I didn't feel I had the time to give it more than a few practice swings, just to familiarize myself with the locking mechanism, but this seemed like a no-brainer. Into one of the clips on my armor it went.

The other thing that gave me pause were the greatswords. When I was little, I had always liked those; my fascination dated to the same phase that gave me the overdone-cool aesthetic I applied to my old coats. Reality ruined my dreams when I actually tried to use them; it simply wasn't possible for younger me to lift and effectively wield something that hefty and big. But now...

I hesitated, staring at the swords. I didn't have my bracelet or the extra strength it could provide, sure, but I had grown since then. And strength was usually what I considered my biggest asset. Not that these were for the average strong ponies, but was it worth a try?

Reaching up, I pulled down one with a long, serrated edge like an unfolded batpony wing, then thought better of it and traded that for a straight, single-edged blade that didn't taper until the very end and had a remarkably wide profile. I tried several stances, from holding it purely in a mouth grip to bracing the handle under my wing joint and standing three-legged, and the heavy armor I had donned first weighed me down that I didn't tip over even with the sword fully extended.

Was that what I had been missing before? Was it never about my overall strength, but my center of gravity? I swung the sword a few more times, several wide, aesthetic holes bored through the metal along the blade's length starting at the hilt, which had the effect of making it densest at the tip. And I kept my footing.

"This is good." I nodded, realizing the holes also made it easier to affix to the small hooks on the back of my armor. "I'm ready."

Rhodallis raised an eyebrow, looking intrigued. "Wouldn't have pegged you for that type. Well, we'll see soon enough if you can use it. Keep up."


As I followed Rhodallis back to the ship's entrance, our momentum shifted, the ship slowing and losing altitude beneath my hooves. Some other pirates were there, and so was Coda in her block of ice, strapped to a trolley cart that was outfitted to be pulled by a single pony. If I got the opportunity to make a break for it with her, that would be good for me... but as I stared at her and ran my mind over the possibilities, a strange, queasy sensation started to settle over me.

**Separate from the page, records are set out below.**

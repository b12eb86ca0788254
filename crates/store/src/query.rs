//! Read helpers outside a unit of work (used in tests and admin).
//!
//! Each call opens its own session and rolls it back afterwards.

use engine_core::{Entity, Model, ModelMeta, Query, Result};

use crate::client::StoreClient;

/// Count rows matching `query`.
pub async fn count(client: &StoreClient, query: &Query) -> Result<i64> {
    let mut session = client.session().await?;
    let result = session.count(query).await;
    session.rollback().await?;
    result
}

/// Count all rows of a table.
pub async fn count_all(client: &StoreClient, meta: &'static ModelMeta) -> Result<i64> {
    count(client, &Query::new(meta)).await
}

/// Fetch matching rows as a concrete entity type.
pub async fn fetch_all<T: Entity>(client: &StoreClient, query: &Query) -> Result<Vec<T>> {
    let mut session = client.session().await?;
    let result = session.fetch_as::<T>(query).await;
    session.rollback().await?;
    result
}

/// Fetch matching rows as boxed models.
pub async fn fetch_models(client: &StoreClient, query: &Query) -> Result<Vec<Box<dyn Model>>> {
    let mut session = client.session().await?;
    let result = session.fetch(query).await;
    session.rollback().await?;
    result
}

I was too familiar with the effects of panic attacks and working my mind into a paranoid spiral to mistake this for one. Something was different. Something was wrong.

A quick glance at the rest of the crew told me many of them sensed nothing amiss... except for Rhodallis. He wore a hard expression that mostly matched his usual one, except seemed to be masking the fact that something was bugging him. And he seemed keenly interested in me.

So, I tried not to betray how I was feeling, too.

Hallie? Faye asked in my mind.

Mentally, I tuned in. Did she know anything about what this was?

Maybe, she said. I think... we might be picking up on some sort of strong emotional presence, though it's hard to tell when I'm in the back. We've been breaking down the walls between us, but you were originally designed to seal away our identity as a changeling queen, so we'd probably feel it a lot more strongly if I was up front.

Would that be a good thing? Should we switch?

I got the impression of her shaking her head. Certainly not while everyone's staring at us. I might be able to tell more about what this is if I was up front, but I'm not sure that would be a good thing. I can't make out what this is feeling, but it feels bad.

Yeah. That was the impression I was getting, too.

Before we could talk further, Bernard walked over and patted me on the back. With a wink and without a word, he took up a position beside Rhodallis, in front of the sealed exit door.

"Sir, we'll be doing a flyby to drop you in less than a minute," a mare said, poking her head down the staircase to the bridge. "Everything in order on your end?"

Rhodallis gave her a serious nod. "Roger. prepare to open the door."

A flyby? To drop us? Where were we going?

That noxious feeling increased, but felt somehow distant, as if some other force was holding it just at bay in ways I couldn't describe. I glanced between Rhodallis, Bernard, and Coda - the Pirate King himself had loaded the trolley on his back, standing firm under its weight. I felt like a mission with this degree of initial tension deserved some sort of explanation before-

"...Open the door now," Rhodallis commanded, counting under his breath. "You two, prepare to jump!"

Someone pulled a safety lever, and the door snapped open with a ferocious clang of metal. It was clearly designed to open quickly, if not peacefully... Before I could finish that thought, or even process what was on the other side, Rhodallis barked the order to jump, and leapt from the still-moving airship, Bernard only a step behind him.

I knew better than to question tight timing in a situation like this. Seeing that Bernard had no wings either and trusting they wouldn't be required, I pushed down that growing sense of wrongness and flung myself from the door.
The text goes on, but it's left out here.